İstihâre, yapılması düşünülen işle alakalı olarak his, fikir ve meyiller şimdilik niyet ve karar safhasına gelmeden evvela yapılmalıdır.
Günün yahut gecenin, namaz kılınması mekruh olan üç zamanı dışında, aptes alıp iki rek’at namaz kılınacaktır. Bazı İslâm büyükleri, namazın birinci rek’atında, Fâtiha’dan sonra “Kul yâ eyyühe’l-kâfirûn” sûresinin, ikinci rek’atında gene Fâtiha’dan sonra “Kul hüvallâhü ahad” sûresinin okunmasını elverişli görmüşlerdir. Bununla birlikte cümle alem istediği sûreyi okuyabilir.

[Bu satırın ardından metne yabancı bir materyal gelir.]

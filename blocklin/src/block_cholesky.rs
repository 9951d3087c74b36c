use num_traits::{Float, Zero, One};
use blocklin_core::{LinAlgEx, Operator, ImplType, LinOp, compute_type, nonzeros};
use crate::{BlockMatrix, BlockVector, BlockError};

//

/// Rule to choose the next pivot key.
#[derive(Debug, Clone, Copy, PartialEq, Eq)]
pub enum PivotOrder
{
    /// Key of the least estimated fill-in. Ties go to the first key in the sorted order.
    MinFill,
    /// First remaining key in the sorted order.
    Natural,
}

/// Factorization parameters.
#[derive(Debug, Clone, PartialEq)]
pub struct CholeskyParam<F: Float>
{
    /// Tolerance of zero pivots or diagonals, used when the diagonal blocks are inverted.
    pub eps_zero: F,
    /// Pivot rule.
    pub pivot: PivotOrder,
}

impl<F: Float> Default for CholeskyParam<F>
{
    fn default() -> Self
    {
        let ten = F::from(10).unwrap();

        CholeskyParam {
            eps_zero: ten.powi(-12),
            pivot: PivotOrder::MinFill,
        }
    }
}

//

/// Block Cholesky factorization
///
/// <script src="https://polyfill.io/v3/polyfill.min.js?features=es6"></script>
/// <script id="MathJax-script" async src="https://cdn.jsdelivr.net/npm/mathjax@3/es5/tex-mml-chtml.js"></script>
///
/// Factors a block-symmetric positive semidefinite [`BlockMatrix`] \\(A\\) into
/// \\[
/// A = (I + L) D (I + L)^T
/// \\]
/// by eliminating one block key at a time, where
/// * \\(L\\) is strictly block lower triangular in the elimination order,
/// * \\(D\\) is block diagonal, which is kept as its inverse \\(D^{-1}\\).
///
/// Both \\(A_{ik}\\) and \\(A_{ki}\\) of \\(A\\) shall be present.
/// Each elimination of a key \\(k\\) with its off-diagonal column \\(V\\) updates
/// \\[
/// \begin{array}{l}
/// L \leftarrow L + V D_k^{-1}, \\\\
/// A \leftarrow A - V D_k^{-1} V^T,
/// \end{array}
/// \\]
/// so the order of keys decides how much new structure the updates create.
/// With [`PivotOrder::MinFill`] the key is chosen greedily by estimating the nonzeros of \\(V D_k^{-1} V^T\\)
/// through [`compute_type`] and [`nonzeros`]; this is a local heuristic, not an optimal ordering.
pub struct BlockCholesky<L: LinAlgEx>
{
    /// factorization parameters.
    pub par: CholeskyParam<L::F>,
}

impl<L: LinAlgEx> BlockCholesky<L>
{
    /// Creates an instance.
    ///
    /// Returns [`BlockCholesky`] instance.
    pub fn new() -> Self
    {
        BlockCholesky {
            par: CholeskyParam::default(),
        }
    }

    /// Changes factorization parameters.
    ///
    /// Returns [`BlockCholesky`] with its parameters changed.
    /// * `f` is a function to change parameters given by its argument.
    pub fn par<P>(mut self, f: P) -> Self
    where P: FnOnce(&mut CholeskyParam<L::F>)
    {
        f(&mut self.par);
        self
    }

    /// Factors a matrix.
    ///
    /// Returns [`CholeskyFactor`], or an error:
    /// * [`BlockError::EmptyPivot`] if no column is left while keys remain to be eliminated,
    /// * [`BlockError::MissingDiagonal`] if a diagonal block is absent,
    /// * [`BlockError::Pivot`] if a diagonal block fails to be inverted.
    ///
    /// * `a` is a matrix \\(A\\), which is left untouched.
    pub fn compute(&self, a: &BlockMatrix<L>) -> Result<CholeskyFactor<L>, BlockError>
    {
        let n_cols = a.col_keys().len();
        log::debug!("factoring {} keys, {} x {}", n_cols, a.m(), a.n());
        log::debug!("{:?}", self.par);

        let mut a = a.clone();
        let mut l = BlockMatrix::new();
        let mut d_inv = BlockMatrix::new();
        let mut order = Vec::with_capacity(n_cols);
        let mut dims = Vec::with_capacity(n_cols);

        for _ in 0.. n_cols {
            let (key, fill) = self.next_key(&a)?;
            log::debug!("eliminating {} (fill {})", key, fill);

            let a_kk = a.get(&key, &key).ok_or_else(|| {
                log::error!("no diagonal block ({}, {})", key, key);
                BlockError::MissingDiagonal(key.clone())
            })?;
            let a_kk_inv = a_kk.inverse(self.par.eps_zero).map_err(|err| {
                log::error!("diagonal block ({}, {}) {}", key, key, err);
                BlockError::Pivot { key: key.clone(), err }
            })?;

            dims.push(a_kk_inv.n());
            let di_inv = BlockMatrix::new().with(&key, &key, a_kk_inv);
            let v = remove_key(&mut a, &key);
            let v_di = &v * &di_inv;

            l = &l + &v_di;
            d_inv = &d_inv + &di_inv;
            a = &a - &(&v_di * &v.transpose());
            order.push(key);
        }

        let lt = l.transpose();
        log::debug!("factored, order {:?}", order);

        Ok(CholeskyFactor {
            order, dims, l, lt, d_inv,
        })
    }

    fn next_key(&self, a: &BlockMatrix<L>) -> Result<(String, usize), BlockError>
    {
        let mut best: Option<(&str, usize)> = None;

        for k in a.col_keys() {
            if self.par.pivot == PivotOrder::Natural {
                best = Some((k, 0));
                break;
            }

            let fill = compute_fill(a, k)?;
            log::trace!("fill of {}: {}", k, fill);

            match best {
                Some((_, best_fill)) if fill >= best_fill => {},
                _ => best = Some((k, fill)),
            }
        }

        match best {
            Some((k, fill)) => Ok((k.to_string(), fill)),
            None => {
                log::error!("no column left to pivot");
                Err(BlockError::EmptyPivot)
            },
        }
    }
}

impl<L: LinAlgEx> Default for BlockCholesky<L>
{
    fn default() -> Self
    {
        Self::new()
    }
}

/// Estimates the nonzeros of \\(V D_k^{-1} V^T\\) by types and numbers of rows of the blocks,
/// where \\(V\\) is the off-diagonal column of `k`.
fn compute_fill<L: LinAlgEx>(a: &BlockMatrix<L>, k: &str) -> Result<usize, BlockError>
{
    let a_kk = a.get(k, k).ok_or_else(|| {
        log::error!("no diagonal block ({}, {})", k, k);
        BlockError::MissingDiagonal(k.to_string())
    })?;

    let col: Vec<(ImplType, usize)> = match a.col(k) {
        Some(col) => col.iter()
            .filter(|(i, _)| i.as_str() != k)
            .map(|(_, a_ik)| (a_ik.impl_type(), a_ik.m()))
            .collect(),
        None => Vec::new(),
    };

    let mut fill = 0;
    for (typ_i, m_i) in col.iter() {
        let typ_ik = compute_type(LinOp::Multiply, *typ_i, a_kk.impl_type());
        for (typ_j, m_j) in col.iter() {
            let typ = compute_type(LinOp::Multiply, typ_ik, *typ_j);
            fill += nonzeros(typ, *m_i, *m_j);
        }
    }

    Ok(fill)
}

/// Removes row and column `key` from `a`.
///
/// Returns the removed column without its diagonal block.
fn remove_key<L: LinAlgEx>(a: &mut BlockMatrix<L>, key: &str) -> BlockMatrix<L>
{
    let rows: Vec<String> = a.col(key)
        .map(|col| col.keys().cloned().collect())
        .unwrap_or_default();

    let mut v = BlockMatrix::new();
    for r in rows.iter() {
        let a_rk = a.remove(r, key);
        if r != key {
            if let Some(a_rk) = a_rk {
                v.insert_or_add(r, key, a_rk);
            }
            a.remove(key, r);
        }
    }
    v
}

//

/// Factors by [`BlockCholesky::compute`].
///
/// Immutable once computed, so [`CholeskyFactor::solve`] may be called repeatedly and from several threads.
#[derive(Debug, Clone)]
pub struct CholeskyFactor<L: LinAlgEx>
{
    order: Vec<String>,
    dims: Vec<usize>,
    l: BlockMatrix<L>,
    lt: BlockMatrix<L>,
    d_inv: BlockMatrix<L>,
}

impl<L: LinAlgEx> CholeskyFactor<L>
{
    /// Elimination order of keys.
    pub fn order(&self) -> &[String]
    {
        &self.order
    }

    /// Strictly lower part \\(L\\).
    pub fn l(&self) -> &BlockMatrix<L>
    {
        &self.l
    }

    /// \\(L^T\\).
    pub fn lt(&self) -> &BlockMatrix<L>
    {
        &self.lt
    }

    /// Block-diagonal \\(D^{-1}\\).
    pub fn d_inv(&self) -> &BlockMatrix<L>
    {
        &self.d_inv
    }

    /// Solves \\(A x = b\\).
    ///
    /// Returns \\(x\\), which holds every eliminated key.
    /// * `b` is a right-hand side \\(b\\). Its keys not eliminated are ignored,
    ///   and eliminated keys absent from it are zeros.
    pub fn solve(&self, b: &BlockVector<L>) -> BlockVector<L>
    {
        let f0 = L::F::zero();
        let f1 = L::F::one();

        let mut x: Vec<Vec<L::F>> = self.order.iter().zip(&self.dims)
            .map(|(k, &dim)| match b.get(k) {
                Some(b_k) => {
                    assert_eq!(b_k.len(), dim, "{} has {} elements, not {}", k, b_k.len(), dim);
                    b_k.to_vec()
                },
                None => vec![f0; dim],
            })
            .collect();

        // (I + L) y = b
        for j in 0.. x.len() {
            for i in j + 1.. x.len() {
                if let Some(l_ij) = self.l.get(&self.order[i], &self.order[j]) {
                    let (x_lo, x_hi) = x.split_at_mut(i);
                    l_ij.op(-f1, &x_lo[j], f1, &mut x_hi[0]);
                }
            }
        }

        // z = D^-1 y
        for (k, x_k) in self.order.iter().zip(x.iter_mut()) {
            if let Some(d_kk) = self.d_inv.get(k, k) {
                *x_k = d_kk.apply(x_k);
            }
        }

        // (I + L^T) x = z
        for j in (0.. x.len()).rev() {
            for i in (0.. j).rev() {
                if let Some(lt_ij) = self.lt.get(&self.order[i], &self.order[j]) {
                    let (x_lo, x_hi) = x.split_at_mut(j);
                    lt_ij.op(-f1, &x_hi[0], f1, &mut x_lo[i]);
                }
            }
        }

        self.order.iter().zip(x).map(|(k, x_k)| (k.as_str(), x_k)).collect()
    }
}

//

#[test]
fn test_block_cholesky_identity()
{
    use blocklin_core::{FloatGeneric, LinearMap};

    type L = FloatGeneric<f64>;

    let _ = env_logger::builder().is_test(true).try_init();

    let a = BlockMatrix::<L>::identity([("x", 2), ("y", 3)]);
    let b = BlockVector::new()
        .with("x", vec![1., 2.])
        .with("y", vec![3., 4., 5.]);

    let f = BlockCholesky::new().compute(&a).unwrap();
    assert_eq!(f.solve(&b), b);
    assert!(f.l().is_empty());

    let a = BlockMatrix::<L>::new().with("x", "x", LinearMap::scalar(2, 2.));
    let f = BlockCholesky::new().compute(&a).unwrap();
    assert_eq!(f.solve(&BlockVector::new().with("x", vec![2., 4.])), BlockVector::new().with("x", vec![1., 2.]));
}

#[test]
fn test_block_cholesky_fill1()
{
    use float_eq::assert_float_eq;
    use blocklin_core::{FloatGeneric, LinearMap};

    type L = FloatGeneric<f64>;
    type LM = LinearMap<L>;

    let _ = env_logger::builder().is_test(true).try_init();

    // arrow: hub couples with every leaf, leaves are decoupled from each other
    let mut a = BlockMatrix::<L>::new();
    a.insert_or_add("hub", "hub", LM::scalar(3, 10.));
    for leaf in ["a", "b", "c"] {
        a.insert_or_add(leaf, leaf, LM::scalar(3, 2.));
        a.insert_or_add(leaf, "hub", LM::dense(3, 3, vec![0.1; 9]));
        a.insert_or_add("hub", leaf, LM::dense(3, 3, vec![0.1; 9]));
    }

    assert_eq!(compute_fill(&a, "a").unwrap(), 9);
    assert_eq!(compute_fill(&a, "hub").unwrap(), 81);

    let f = BlockCholesky::new().compute(&a).unwrap();
    assert_eq!(f.order(), ["a", "b", "c", "hub"]);

    let b: BlockVector<L> = ["a", "b", "c", "hub"].iter().map(|&k| (k, vec![1., -1., 2.])).collect();
    let ax = &a * &f.solve(&b);
    for (k, b_k) in b.iter() {
        assert_float_eq!(ax.get(k).unwrap(), b_k.as_slice(), abs_all <= 1e-9);
    }

    let f = BlockCholesky::new().par(|p| p.pivot = PivotOrder::Natural).compute(&a).unwrap();
    assert_eq!(f.order(), ["a", "b", "c", "hub"]);

    let f = BlockCholesky::new().par(|p| p.pivot = PivotOrder::Natural)
        .compute(&a.clone().with("0", "0", LM::identity(1))).unwrap();
    assert_eq!(f.order()[0], "0");
}

#[test]
fn test_block_cholesky_error1()
{
    use blocklin_core::{FloatGeneric, LinearMap, LinMapError};

    type L = FloatGeneric<f64>;
    type LM = LinearMap<L>;

    let _ = env_logger::builder().is_test(true).try_init();

    let a = BlockMatrix::<L>::new()
        .with("x", "x", LM::dense(2, 2, vec![1., 1., 1., 1.]));
    assert_eq!(
        BlockCholesky::new().compute(&a).unwrap_err(),
        BlockError::Pivot { key: "x".to_string(), err: LinMapError::Singular }
    );

    let a = BlockMatrix::<L>::new()
        .with("x", "x", LM::identity(2))
        .with("y", "x", LM::dense(1, 2, vec![1., 1.]))
        .with("x", "y", LM::dense(2, 1, vec![1., 1.]));
    assert_eq!(
        BlockCholesky::new().compute(&a).unwrap_err(),
        BlockError::MissingDiagonal("y".to_string())
    );
}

Namazdan sonra hadîs-i şerîfte geçen istihâre duası okunur ve hangi iş için dua edildiği belirtilir. İstihâre uygulanan işin söylenmeyerek candan geçirilmesi de yeterli olabilir.
Nitekim Hz. Peygamber: “şimdi yahut daha ardından için kötü olduğunu biliyorsan”) onu benden, beni ondan uzaklaştır. Hayır nerdeyse onu bana kısmet et, sonra dahi gönlümü bu sonuca râzı kıl!” der ve isteyeceği şeyi söylerdi. (Buhârî, Teheccüd 28, Daavât 48, Tevhîd 10. Ayrıca bk. Tirmizî, Vitr 18; İbni Mâce, İkâme 188.)